YOUR TASK:
Only lines containing the string "ErrorValue" belong in the answer; find them in the records and copy them.

Stored items from a collection
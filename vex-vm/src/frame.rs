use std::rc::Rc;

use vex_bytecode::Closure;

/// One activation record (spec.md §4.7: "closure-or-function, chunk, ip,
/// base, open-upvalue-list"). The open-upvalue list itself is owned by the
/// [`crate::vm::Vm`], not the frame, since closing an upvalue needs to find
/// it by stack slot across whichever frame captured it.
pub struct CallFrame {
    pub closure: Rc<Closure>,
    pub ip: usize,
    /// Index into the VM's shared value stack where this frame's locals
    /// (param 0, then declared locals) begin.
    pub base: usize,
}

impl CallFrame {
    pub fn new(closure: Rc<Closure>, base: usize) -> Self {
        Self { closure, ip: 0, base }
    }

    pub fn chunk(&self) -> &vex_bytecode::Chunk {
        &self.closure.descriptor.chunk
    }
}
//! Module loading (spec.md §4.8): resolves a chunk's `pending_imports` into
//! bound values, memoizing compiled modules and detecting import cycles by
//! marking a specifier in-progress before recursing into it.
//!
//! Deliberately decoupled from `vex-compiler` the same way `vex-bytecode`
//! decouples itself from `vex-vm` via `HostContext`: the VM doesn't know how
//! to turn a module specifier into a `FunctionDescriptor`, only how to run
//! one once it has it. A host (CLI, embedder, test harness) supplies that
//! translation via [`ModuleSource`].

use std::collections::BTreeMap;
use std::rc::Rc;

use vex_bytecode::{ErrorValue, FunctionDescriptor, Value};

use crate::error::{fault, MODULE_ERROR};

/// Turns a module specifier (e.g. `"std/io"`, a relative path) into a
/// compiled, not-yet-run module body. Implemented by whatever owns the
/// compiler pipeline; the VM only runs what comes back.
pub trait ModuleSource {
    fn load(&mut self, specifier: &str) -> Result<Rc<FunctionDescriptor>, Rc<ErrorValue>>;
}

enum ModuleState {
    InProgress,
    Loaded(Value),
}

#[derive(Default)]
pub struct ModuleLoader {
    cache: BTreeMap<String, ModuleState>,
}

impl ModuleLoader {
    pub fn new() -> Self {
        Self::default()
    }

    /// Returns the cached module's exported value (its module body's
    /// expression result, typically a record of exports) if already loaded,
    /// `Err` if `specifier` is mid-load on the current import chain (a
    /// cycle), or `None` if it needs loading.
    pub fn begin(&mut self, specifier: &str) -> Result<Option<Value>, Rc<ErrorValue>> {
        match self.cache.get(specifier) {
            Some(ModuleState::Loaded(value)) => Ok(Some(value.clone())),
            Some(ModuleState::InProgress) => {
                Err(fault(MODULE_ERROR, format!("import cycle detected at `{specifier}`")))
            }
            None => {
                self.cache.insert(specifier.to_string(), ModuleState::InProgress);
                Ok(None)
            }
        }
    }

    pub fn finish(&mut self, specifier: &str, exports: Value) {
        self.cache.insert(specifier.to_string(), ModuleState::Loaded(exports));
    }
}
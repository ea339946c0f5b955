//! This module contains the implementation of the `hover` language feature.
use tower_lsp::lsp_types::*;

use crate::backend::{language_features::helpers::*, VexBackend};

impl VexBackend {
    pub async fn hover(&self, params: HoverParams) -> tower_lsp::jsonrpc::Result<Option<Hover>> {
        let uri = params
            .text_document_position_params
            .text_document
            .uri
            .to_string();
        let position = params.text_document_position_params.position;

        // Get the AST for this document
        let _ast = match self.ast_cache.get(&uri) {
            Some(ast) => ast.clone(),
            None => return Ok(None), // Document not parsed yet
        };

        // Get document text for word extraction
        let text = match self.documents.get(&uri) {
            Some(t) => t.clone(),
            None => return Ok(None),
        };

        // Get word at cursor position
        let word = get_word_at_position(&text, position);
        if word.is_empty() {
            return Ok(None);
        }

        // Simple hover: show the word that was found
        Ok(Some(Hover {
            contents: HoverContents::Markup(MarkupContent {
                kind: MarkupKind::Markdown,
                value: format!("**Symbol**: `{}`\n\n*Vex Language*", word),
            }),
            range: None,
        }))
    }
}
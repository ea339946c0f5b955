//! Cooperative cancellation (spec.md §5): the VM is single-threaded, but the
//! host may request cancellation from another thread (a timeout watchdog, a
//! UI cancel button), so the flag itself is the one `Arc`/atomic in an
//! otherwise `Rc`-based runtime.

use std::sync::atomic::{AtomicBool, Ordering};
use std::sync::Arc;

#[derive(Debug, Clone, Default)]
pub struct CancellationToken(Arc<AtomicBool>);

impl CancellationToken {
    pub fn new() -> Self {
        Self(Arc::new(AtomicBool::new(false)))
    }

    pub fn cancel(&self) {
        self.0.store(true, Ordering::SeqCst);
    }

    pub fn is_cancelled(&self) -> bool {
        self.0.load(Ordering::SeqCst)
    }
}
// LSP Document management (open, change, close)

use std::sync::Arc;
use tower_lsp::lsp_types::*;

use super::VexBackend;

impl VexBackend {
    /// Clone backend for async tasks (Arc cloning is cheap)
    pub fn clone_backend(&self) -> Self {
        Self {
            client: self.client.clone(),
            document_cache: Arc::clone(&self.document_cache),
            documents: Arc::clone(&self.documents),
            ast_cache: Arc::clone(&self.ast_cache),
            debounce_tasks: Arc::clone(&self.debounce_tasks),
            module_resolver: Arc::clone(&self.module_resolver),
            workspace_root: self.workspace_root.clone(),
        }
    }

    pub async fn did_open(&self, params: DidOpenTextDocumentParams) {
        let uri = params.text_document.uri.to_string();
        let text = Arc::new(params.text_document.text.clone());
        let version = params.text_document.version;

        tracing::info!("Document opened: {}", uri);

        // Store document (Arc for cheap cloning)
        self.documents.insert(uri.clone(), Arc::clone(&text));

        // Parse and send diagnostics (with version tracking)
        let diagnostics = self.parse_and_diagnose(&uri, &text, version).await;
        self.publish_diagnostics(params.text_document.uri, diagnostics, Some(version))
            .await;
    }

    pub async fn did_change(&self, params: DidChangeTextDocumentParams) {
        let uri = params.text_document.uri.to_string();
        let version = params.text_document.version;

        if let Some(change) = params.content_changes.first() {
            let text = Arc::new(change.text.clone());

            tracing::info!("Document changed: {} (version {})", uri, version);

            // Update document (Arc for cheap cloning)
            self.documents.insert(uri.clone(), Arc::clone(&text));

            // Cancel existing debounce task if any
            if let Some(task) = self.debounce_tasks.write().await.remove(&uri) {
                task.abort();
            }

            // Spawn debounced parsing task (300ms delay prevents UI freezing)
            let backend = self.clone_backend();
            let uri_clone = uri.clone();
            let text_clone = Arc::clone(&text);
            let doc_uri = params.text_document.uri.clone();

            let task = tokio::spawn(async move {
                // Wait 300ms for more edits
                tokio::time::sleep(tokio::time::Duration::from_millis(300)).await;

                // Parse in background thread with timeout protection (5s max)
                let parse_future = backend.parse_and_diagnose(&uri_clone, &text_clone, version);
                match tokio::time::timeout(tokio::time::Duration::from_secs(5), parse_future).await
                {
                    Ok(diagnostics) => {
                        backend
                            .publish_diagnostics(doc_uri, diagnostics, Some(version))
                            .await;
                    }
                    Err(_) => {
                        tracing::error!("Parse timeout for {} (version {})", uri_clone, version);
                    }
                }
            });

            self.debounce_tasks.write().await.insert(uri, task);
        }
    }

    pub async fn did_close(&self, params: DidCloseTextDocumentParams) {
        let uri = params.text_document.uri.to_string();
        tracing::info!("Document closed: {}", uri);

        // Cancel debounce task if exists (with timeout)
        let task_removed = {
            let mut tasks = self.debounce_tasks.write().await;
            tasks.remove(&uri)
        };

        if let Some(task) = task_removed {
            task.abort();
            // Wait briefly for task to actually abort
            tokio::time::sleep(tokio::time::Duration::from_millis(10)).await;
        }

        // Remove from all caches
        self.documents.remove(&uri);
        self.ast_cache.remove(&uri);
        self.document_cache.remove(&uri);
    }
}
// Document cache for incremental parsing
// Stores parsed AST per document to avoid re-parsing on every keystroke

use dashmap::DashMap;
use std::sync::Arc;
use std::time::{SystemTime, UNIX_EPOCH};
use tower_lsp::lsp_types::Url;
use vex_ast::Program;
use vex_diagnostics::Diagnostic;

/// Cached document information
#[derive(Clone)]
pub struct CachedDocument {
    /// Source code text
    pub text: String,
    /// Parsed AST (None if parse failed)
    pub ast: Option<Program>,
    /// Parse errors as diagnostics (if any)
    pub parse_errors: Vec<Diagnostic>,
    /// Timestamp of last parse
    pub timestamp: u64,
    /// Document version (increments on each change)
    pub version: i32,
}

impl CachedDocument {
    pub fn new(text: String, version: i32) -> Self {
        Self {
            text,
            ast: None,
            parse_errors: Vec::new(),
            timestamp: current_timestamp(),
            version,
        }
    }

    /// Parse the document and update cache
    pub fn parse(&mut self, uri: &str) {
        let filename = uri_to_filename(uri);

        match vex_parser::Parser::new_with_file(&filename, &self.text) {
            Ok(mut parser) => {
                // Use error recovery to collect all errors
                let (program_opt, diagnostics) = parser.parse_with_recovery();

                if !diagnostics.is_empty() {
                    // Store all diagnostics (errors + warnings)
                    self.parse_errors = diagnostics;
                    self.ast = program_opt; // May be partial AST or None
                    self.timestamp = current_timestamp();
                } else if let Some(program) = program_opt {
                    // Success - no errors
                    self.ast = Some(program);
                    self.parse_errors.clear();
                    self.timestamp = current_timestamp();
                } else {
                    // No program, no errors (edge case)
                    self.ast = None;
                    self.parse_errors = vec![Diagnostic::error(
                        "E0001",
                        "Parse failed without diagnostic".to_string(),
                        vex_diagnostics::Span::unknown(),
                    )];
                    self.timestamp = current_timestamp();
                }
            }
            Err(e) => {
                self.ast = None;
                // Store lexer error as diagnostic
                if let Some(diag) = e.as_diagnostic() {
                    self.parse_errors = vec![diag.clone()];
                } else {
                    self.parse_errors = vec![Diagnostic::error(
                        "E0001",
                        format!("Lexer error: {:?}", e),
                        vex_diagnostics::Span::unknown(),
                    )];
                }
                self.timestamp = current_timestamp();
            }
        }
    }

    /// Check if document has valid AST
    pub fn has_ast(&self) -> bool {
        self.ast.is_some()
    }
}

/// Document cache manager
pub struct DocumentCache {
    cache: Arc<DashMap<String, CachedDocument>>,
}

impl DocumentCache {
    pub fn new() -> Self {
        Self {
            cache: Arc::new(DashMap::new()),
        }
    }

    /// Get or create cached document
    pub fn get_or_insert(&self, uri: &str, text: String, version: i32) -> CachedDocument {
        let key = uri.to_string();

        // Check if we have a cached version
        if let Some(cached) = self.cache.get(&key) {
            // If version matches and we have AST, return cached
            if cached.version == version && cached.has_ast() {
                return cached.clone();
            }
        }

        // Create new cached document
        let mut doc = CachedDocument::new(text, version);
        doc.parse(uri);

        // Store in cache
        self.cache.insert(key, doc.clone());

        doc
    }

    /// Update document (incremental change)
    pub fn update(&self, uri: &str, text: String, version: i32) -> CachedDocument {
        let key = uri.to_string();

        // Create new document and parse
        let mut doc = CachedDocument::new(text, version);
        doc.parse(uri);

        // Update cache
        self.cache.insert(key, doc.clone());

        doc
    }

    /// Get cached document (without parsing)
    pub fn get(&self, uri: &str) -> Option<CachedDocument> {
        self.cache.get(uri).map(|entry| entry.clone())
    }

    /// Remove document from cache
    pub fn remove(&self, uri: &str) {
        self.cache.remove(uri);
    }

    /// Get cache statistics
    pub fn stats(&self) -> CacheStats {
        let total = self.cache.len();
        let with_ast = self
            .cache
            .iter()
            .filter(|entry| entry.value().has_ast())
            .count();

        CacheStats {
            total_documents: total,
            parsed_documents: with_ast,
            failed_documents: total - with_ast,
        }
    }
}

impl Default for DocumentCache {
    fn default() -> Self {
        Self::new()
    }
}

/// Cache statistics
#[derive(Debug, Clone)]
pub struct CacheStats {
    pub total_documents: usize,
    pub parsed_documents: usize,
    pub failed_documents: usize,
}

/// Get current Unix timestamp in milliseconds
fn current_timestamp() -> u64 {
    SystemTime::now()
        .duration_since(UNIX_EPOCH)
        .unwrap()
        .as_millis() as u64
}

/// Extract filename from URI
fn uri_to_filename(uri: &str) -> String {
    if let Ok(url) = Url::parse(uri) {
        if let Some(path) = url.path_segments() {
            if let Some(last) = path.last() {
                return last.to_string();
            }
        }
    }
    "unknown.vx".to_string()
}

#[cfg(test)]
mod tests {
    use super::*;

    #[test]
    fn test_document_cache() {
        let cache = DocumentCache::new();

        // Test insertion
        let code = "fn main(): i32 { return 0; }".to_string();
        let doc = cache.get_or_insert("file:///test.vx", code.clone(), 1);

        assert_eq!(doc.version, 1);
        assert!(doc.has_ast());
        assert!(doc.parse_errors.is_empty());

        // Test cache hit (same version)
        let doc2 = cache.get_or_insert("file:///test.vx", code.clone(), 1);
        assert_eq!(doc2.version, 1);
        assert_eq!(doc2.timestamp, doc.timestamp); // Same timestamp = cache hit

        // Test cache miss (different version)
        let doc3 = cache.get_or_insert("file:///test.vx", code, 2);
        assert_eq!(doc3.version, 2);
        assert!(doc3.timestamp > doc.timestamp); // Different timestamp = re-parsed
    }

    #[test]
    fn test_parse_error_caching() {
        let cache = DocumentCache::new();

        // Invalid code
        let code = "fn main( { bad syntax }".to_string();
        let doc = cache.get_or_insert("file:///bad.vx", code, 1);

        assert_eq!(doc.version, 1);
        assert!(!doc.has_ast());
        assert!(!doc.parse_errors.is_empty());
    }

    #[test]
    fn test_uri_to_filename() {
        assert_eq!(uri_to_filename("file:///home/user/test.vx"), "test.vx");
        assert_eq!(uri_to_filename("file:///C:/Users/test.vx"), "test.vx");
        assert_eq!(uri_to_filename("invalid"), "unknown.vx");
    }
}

COMPLETED EXERCISE:
use vex_bytecode::{ErrorValue, FunctionDescriptor, Value};
    fn load(&mut self, specifier: &str) -> Result<Rc<FunctionDescriptor>, Rc<ErrorValue>>;
    pub fn begin(&mut self, specifier: &str) -> Result<Option<Value>, Rc<ErrorValue>> {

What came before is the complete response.